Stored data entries
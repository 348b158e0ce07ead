// ABOUTME: Request tracing middleware for correlation and structured logging
// ABOUTME: Creates one span per HTTP request carrying method, path and request ID
//
// SPDX-License-Identifier: MIT OR Apache-2.0
// Copyright (c) 2025 ConvoInsight

use axum::http::Request;
use tower_http::classify::{ServerErrorsAsFailures, SharedClassifier};
use tower_http::trace::{DefaultOnRequest, DefaultOnResponse, TraceLayer};
use tracing::{Level, Span};

use super::request_id::request_id_of;

/// Create a tracing span for an HTTP request
pub fn create_request_span<B>(request: &Request<B>) -> Span {
    tracing::info_span!(
        "http_request",
        method = %request.method(),
        path = %request.uri().path(),
        request_id = request_id_of(request).unwrap_or("-"),
    )
}

/// Trace layer with per-request spans and info-level request/response events
pub fn trace_layer<B>() -> TraceLayer<
    SharedClassifier<ServerErrorsAsFailures>,
    fn(&Request<B>) -> Span,
    DefaultOnRequest,
    DefaultOnResponse,
> {
    TraceLayer::new_for_http()
        .make_span_with(create_request_span::<B> as fn(&Request<B>) -> Span)
        .on_request(DefaultOnRequest::new().level(Level::DEBUG))
        .on_response(DefaultOnResponse::new().level(Level::INFO))
}
// ABOUTME: SQLite implementation of the conversation document store
// ABOUTME: Stores each conversation as JSON text and evaluates filters with SQLite JSON functions
//
// SPDX-License-Identifier: MIT OR Apache-2.0
// Copyright (c) 2025 ConvoInsight

//! `SQLite` document store
//!
//! One row per conversation: the caller-supplied `id` as primary key and the
//! document as JSON text. Filters compile to `json_extract` / `json_each`
//! expressions; `time` ordering is backed by an expression index.

use std::path::Path;
use std::str::FromStr;
use std::time::{Duration, Instant};

use async_trait::async_trait;
use convoinsight_core::errors::{AppError, AppResult};
use convoinsight_core::pagination::PageRequest;
use serde_json::{Map, Value};
use sqlx::sqlite::{SqliteConnectOptions, SqliteJournalMode, SqlitePoolOptions};
use sqlx::{QueryBuilder, Row, Sqlite, SqlitePool};
use tracing::{debug, info, instrument};

use super::{ConversationStore, Field, Filter, InsertOutcome, UpdateOutcome, ValueCount};
use crate::logging::AppLogger;

const MAX_FILE_CONNECTIONS: u32 = 8;
const ACQUIRE_TIMEOUT: Duration = Duration::from_secs(5);

/// `SQLite`-backed conversation store
#[derive(Clone)]
pub struct SqliteConversationStore {
    pool: SqlitePool,
}

impl SqliteConversationStore {
    /// Connect to `database_url` and run migrations
    ///
    /// The database file and its parent directory are created when missing.
    /// In-memory databases use a single long-lived connection so every query
    /// sees the same data.
    ///
    /// # Errors
    ///
    /// Returns an error if the URL is invalid, the connection fails or migrations fail
    pub async fn new(database_url: &str) -> AppResult<Self> {
        let is_memory = database_url.contains(":memory:");
        let mut options = SqliteConnectOptions::from_str(database_url)?.create_if_missing(true);

        let pool_options = if is_memory {
            SqlitePoolOptions::new()
                .max_connections(1)
                .min_connections(1)
                .idle_timeout(None)
                .max_lifetime(None)
        } else {
            ensure_parent_dir(options.get_filename()).await?;
            options = options.journal_mode(SqliteJournalMode::Wal);
            SqlitePoolOptions::new().max_connections(MAX_FILE_CONNECTIONS)
        };

        let pool = pool_options
            .acquire_timeout(ACQUIRE_TIMEOUT)
            .connect_with(options)
            .await
            .map_err(|e| AppError::from(e).context("Failed to connect to the document store"))?;

        let store = Self { pool };
        store.migrate().await?;
        info!("SQLite conversation store ready at {database_url}");
        Ok(store)
    }

    /// Get a reference to the connection pool
    #[must_use]
    pub const fn pool(&self) -> &SqlitePool {
        &self.pool
    }

    async fn exists(&self, id: &str) -> AppResult<bool> {
        let found: Option<i64> = sqlx::query_scalar("SELECT 1 FROM conversations WHERE id = ?")
            .bind(id)
            .fetch_optional(&self.pool)
            .await?;
        Ok(found.is_some())
    }
}

async fn ensure_parent_dir(path: &Path) -> AppResult<()> {
    match path.parent() {
        Some(parent) if !parent.as_os_str().is_empty() => {
            tokio::fs::create_dir_all(parent).await.map_err(|e| {
                AppError::database(format!(
                    "Failed to create database directory {}: {e}",
                    parent.display()
                ))
                .with_source(e)
            })
        }
        _ => Ok(()),
    }
}

/// `json_extract` expression for a field; paths are static so they are inlined
/// and match the expression index on `time`
fn extract(field: Field) -> String {
    format!("json_extract(document, '{}')", field.json_path())
}

fn push_filter(builder: &mut QueryBuilder<'_, Sqlite>, filter: &Filter) {
    match filter {
        Filter::All => {
            builder.push("1 = 1");
        }
        Filter::Equals(field, value) => {
            builder
                .push(extract(*field))
                .push(" = ")
                .push_bind(value.clone());
        }
        // SQLite's lower() folds ASCII only: non-ASCII letters match case-sensitively
        Filter::ContainsText(field, text) => {
            builder
                .push("instr(lower(coalesce(")
                .push(extract(*field))
                .push(", '')), lower(")
                .push_bind(text.clone())
                .push(")) > 0");
        }
        Filter::HasElement(field, value) => {
            builder
                .push(format!(
                    "(json_type(document, '{path}') = 'array' AND \
                     EXISTS (SELECT 1 FROM json_each(document, '{path}') AS element \
                     WHERE element.type = 'text' AND element.value = ",
                    path = field.json_path()
                ))
                .push_bind(value.clone())
                .push("))");
        }
        Filter::Range { field, start, end } => {
            let bounds: Vec<(&str, &String)> = [(" >= ", start.as_ref()), (" <= ", end.as_ref())]
                .into_iter()
                .filter_map(|(op, bound)| bound.map(|b| (op, b)))
                .collect();
            if bounds.is_empty() {
                builder.push("1 = 1");
                return;
            }
            builder.push("(");
            for (i, (op, bound)) in bounds.into_iter().enumerate() {
                if i > 0 {
                    builder.push(" AND ");
                }
                builder.push(extract(*field)).push(op).push_bind(bound.clone());
            }
            builder.push(")");
        }
        Filter::And(clauses) => push_group(builder, clauses, " AND ", "1 = 1"),
        Filter::Or(clauses) => push_group(builder, clauses, " OR ", "1 = 0"),
    }
}

fn push_group(
    builder: &mut QueryBuilder<'_, Sqlite>,
    clauses: &[Filter],
    separator: &str,
    empty: &str,
) {
    if clauses.is_empty() {
        builder.push(empty);
        return;
    }
    builder.push("(");
    for (i, clause) in clauses.iter().enumerate() {
        if i > 0 {
            builder.push(separator);
        }
        push_filter(builder, clause);
    }
    builder.push(")");
}

/// `json_set(document, '$."key"', json(value), ...)` for a top-level patch
fn push_patch(
    builder: &mut QueryBuilder<'_, Sqlite>,
    fields: &Map<String, Value>,
) -> AppResult<()> {
    builder.push("json_set(document");
    for (key, value) in fields {
        builder
            .push(", ")
            .push_bind(format!("$.\"{key}\""))
            .push(", json(")
            .push_bind(serde_json::to_string(value)?)
            .push(")");
    }
    builder.push(")");
    Ok(())
}

fn to_i64(value: u64) -> i64 {
    i64::try_from(value).unwrap_or(i64::MAX)
}

fn elapsed_ms(started: Instant) -> u64 {
    u64::try_from(started.elapsed().as_millis()).unwrap_or(u64::MAX)
}

#[async_trait]
impl ConversationStore for SqliteConversationStore {
    async fn migrate(&self) -> AppResult<()> {
        sqlx::query(
            r"
            CREATE TABLE IF NOT EXISTS conversations (
                id TEXT PRIMARY KEY NOT NULL,
                document TEXT NOT NULL CHECK (json_valid(document))
            )
            ",
        )
        .execute(&self.pool)
        .await?;

        sqlx::query(
            "CREATE INDEX IF NOT EXISTS idx_conversations_time \
             ON conversations (json_extract(document, '$.time'))",
        )
        .execute(&self.pool)
        .await?;

        debug!("Conversation store migrations applied");
        Ok(())
    }

    async fn ping(&self) -> AppResult<()> {
        sqlx::query_scalar::<_, i64>("SELECT 1")
            .fetch_one(&self.pool)
            .await?;
        Ok(())
    }

    fn backend_info(&self) -> &'static str {
        "SQLite"
    }

    #[instrument(level = "debug", skip(self))]
    async fn count(&self, filter: &Filter) -> AppResult<u64> {
        let mut builder = QueryBuilder::new("SELECT COUNT(*) FROM conversations WHERE ");
        push_filter(&mut builder, filter);
        let total: i64 = builder
            .build_query_scalar::<i64>()
            .fetch_one(&self.pool)
            .await?;
        Ok(u64::try_from(total).unwrap_or_default())
    }

    #[instrument(level = "debug", skip(self))]
    async fn find(&self, filter: &Filter, page: Option<PageRequest>) -> AppResult<Vec<Value>> {
        let mut builder = QueryBuilder::new("SELECT document FROM conversations WHERE ");
        push_filter(&mut builder, filter);
        builder.push(" ORDER BY json_extract(document, '$.time') DESC, id ASC");
        if let Some(page) = page {
            builder
                .push(" LIMIT ")
                .push_bind(to_i64(page.limit()))
                .push(" OFFSET ")
                .push_bind(to_i64(page.offset()));
        }

        let rows = builder.build().fetch_all(&self.pool).await?;
        rows.iter()
            .map(|row| -> AppResult<Value> {
                let document: String = row.try_get("document")?;
                Ok(serde_json::from_str(&document)?)
            })
            .collect()
    }

    async fn find_by_id(&self, id: &str) -> AppResult<Option<Value>> {
        let document: Option<String> =
            sqlx::query_scalar("SELECT document FROM conversations WHERE id = ?")
                .bind(id)
                .fetch_optional(&self.pool)
                .await?;
        document
            .map(|text| serde_json::from_str(&text).map_err(AppError::from))
            .transpose()
    }

    async fn insert_if_absent(&self, id: &str, document: &Value) -> AppResult<InsertOutcome> {
        let started = Instant::now();
        let result = sqlx::query(
            "INSERT INTO conversations (id, document) VALUES (?, json(?)) \
             ON CONFLICT(id) DO NOTHING",
        )
        .bind(id)
        .bind(serde_json::to_string(document)?)
        .execute(&self.pool)
        .await?;

        let outcome = if result.rows_affected() == 0 {
            InsertOutcome::AlreadyExists
        } else {
            InsertOutcome::Inserted
        };
        AppLogger::log_database_operation(
            "insert",
            id,
            &format!("{outcome:?}"),
            elapsed_ms(started),
        );
        Ok(outcome)
    }

    async fn update_fields(
        &self,
        id: &str,
        fields: &Map<String, Value>,
    ) -> AppResult<UpdateOutcome> {
        if let Some(key) = fields.keys().find(|key| key.contains('"')) {
            return Err(AppError::invalid_input(format!(
                "Field name {key:?} contains a double quote"
            )));
        }

        let started = Instant::now();
        let rows_affected = if fields.is_empty() {
            0
        } else {
            let mut builder = QueryBuilder::new("UPDATE conversations SET document = ");
            push_patch(&mut builder, fields)?;
            builder.push(" WHERE id = ").push_bind(id.to_owned());
            builder.push(" AND document IS NOT ");
            push_patch(&mut builder, fields)?;
            builder.build().execute(&self.pool).await?.rows_affected()
        };

        let outcome = if rows_affected > 0 {
            UpdateOutcome::Updated
        } else if self.exists(id).await? {
            UpdateOutcome::Unchanged
        } else {
            UpdateOutcome::NotFound
        };
        AppLogger::log_database_operation(
            "update",
            id,
            &format!("{outcome:?}"),
            elapsed_ms(started),
        );
        Ok(outcome)
    }

    async fn delete(&self, id: &str) -> AppResult<bool> {
        let started = Instant::now();
        let deleted = sqlx::query("DELETE FROM conversations WHERE id = ?")
            .bind(id)
            .execute(&self.pool)
            .await?
            .rows_affected()
            > 0;
        AppLogger::log_database_operation(
            "delete",
            id,
            if deleted { "Deleted" } else { "NotFound" },
            elapsed_ms(started),
        );
        Ok(deleted)
    }

    async fn distinct(&self, field: Field) -> AppResult<Vec<String>> {
        let path = field.json_path();
        let sql = if field.is_array() {
            format!(
                "SELECT DISTINCT element.value FROM conversations, \
                 json_each(conversations.document, '{path}') AS element \
                 WHERE json_type(conversations.document, '{path}') = 'array' \
                 AND element.type = 'text' ORDER BY element.value ASC"
            )
        } else {
            format!(
                "SELECT DISTINCT json_extract(document, '{path}') AS value FROM conversations \
                 WHERE json_type(document, '{path}') = 'text' ORDER BY value ASC"
            )
        };

        Ok(sqlx::query_scalar::<_, String>(&sql)
            .fetch_all(&self.pool)
            .await?)
    }

    async fn group_count(&self, field: Field, limit: Option<usize>) -> AppResult<Vec<ValueCount>> {
        let path = field.json_path();
        let sql = if field.is_array() {
            format!(
                "SELECT element.value AS value, COUNT(DISTINCT conversations.id) AS total \
                 FROM conversations, json_each(conversations.document, '{path}') AS element \
                 WHERE json_type(conversations.document, '{path}') = 'array' \
                 AND element.type = 'text' GROUP BY element.value \
                 ORDER BY total DESC, value ASC LIMIT ?"
            )
        } else {
            format!(
                "SELECT json_extract(document, '{path}') AS value, COUNT(*) AS total \
                 FROM conversations WHERE json_type(document, '{path}') = 'text' \
                 GROUP BY value ORDER BY total DESC, value ASC LIMIT ?"
            )
        };

        // SQLite treats a negative LIMIT as unbounded
        let limit = limit.map_or(-1, |n| i64::try_from(n).unwrap_or(i64::MAX));
        let rows: Vec<(String, i64)> = sqlx::query_as(&sql)
            .bind(limit)
            .fetch_all(&self.pool)
            .await?;

        Ok(rows
            .into_iter()
            .map(|(value, count)| ValueCount {
                value,
                count: u64::try_from(count).unwrap_or_default(),
            })
            .collect())
    }

    async fn clear(&self) -> AppResult<u64> {
        let removed = sqlx::query("DELETE FROM conversations")
            .execute(&self.pool)
            .await?
            .rows_affected();
        info!("Cleared {removed} conversations");
        Ok(removed)
    }
}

> [Directions]:
From the records above, print only the lines between the one holding "if let Some(key)" and the one holding "Ok(deleted)", inclusive, exactly as they stand.

> [Result]:
        if let Some(key) = fields.keys().find(|key| key.contains('"')) {
            return Err(AppError::invalid_input(format!(
                "Field name {key:?} contains a double quote"
            )));
        }

        let started = Instant::now();
        let rows_affected = if fields.is_empty() {
            0
        } else {
            let mut builder = QueryBuilder::new("UPDATE conversations SET document = ");
            push_patch(&mut builder, fields)?;
            builder.push(" WHERE id = ").push_bind(id.to_owned());
            builder.push(" AND document IS NOT ");
            push_patch(&mut builder, fields)?;
            builder.build().execute(&self.pool).await?.rows_affected()
        };

        let outcome = if rows_affected > 0 {
            UpdateOutcome::Updated
        } else if self.exists(id).await? {
            UpdateOutcome::Unchanged
        } else {
            UpdateOutcome::NotFound
        };
        AppLogger::log_database_operation(
            "update",
            id,
            &format!("{outcome:?}"),
            elapsed_ms(started),
        );
        Ok(outcome)
    }

    async fn delete(&self, id: &str) -> AppResult<bool> {
        let started = Instant::now();
        let deleted = sqlx::query("DELETE FROM conversations WHERE id = ?")
            .bind(id)
            .execute(&self.pool)
            .await?
            .rows_affected()
            > 0;
        AppLogger::log_database_operation(
            "delete",
            id,
            if deleted { "Deleted" } else { "NotFound" },
            elapsed_ms(started),
        );
        Ok(deleted)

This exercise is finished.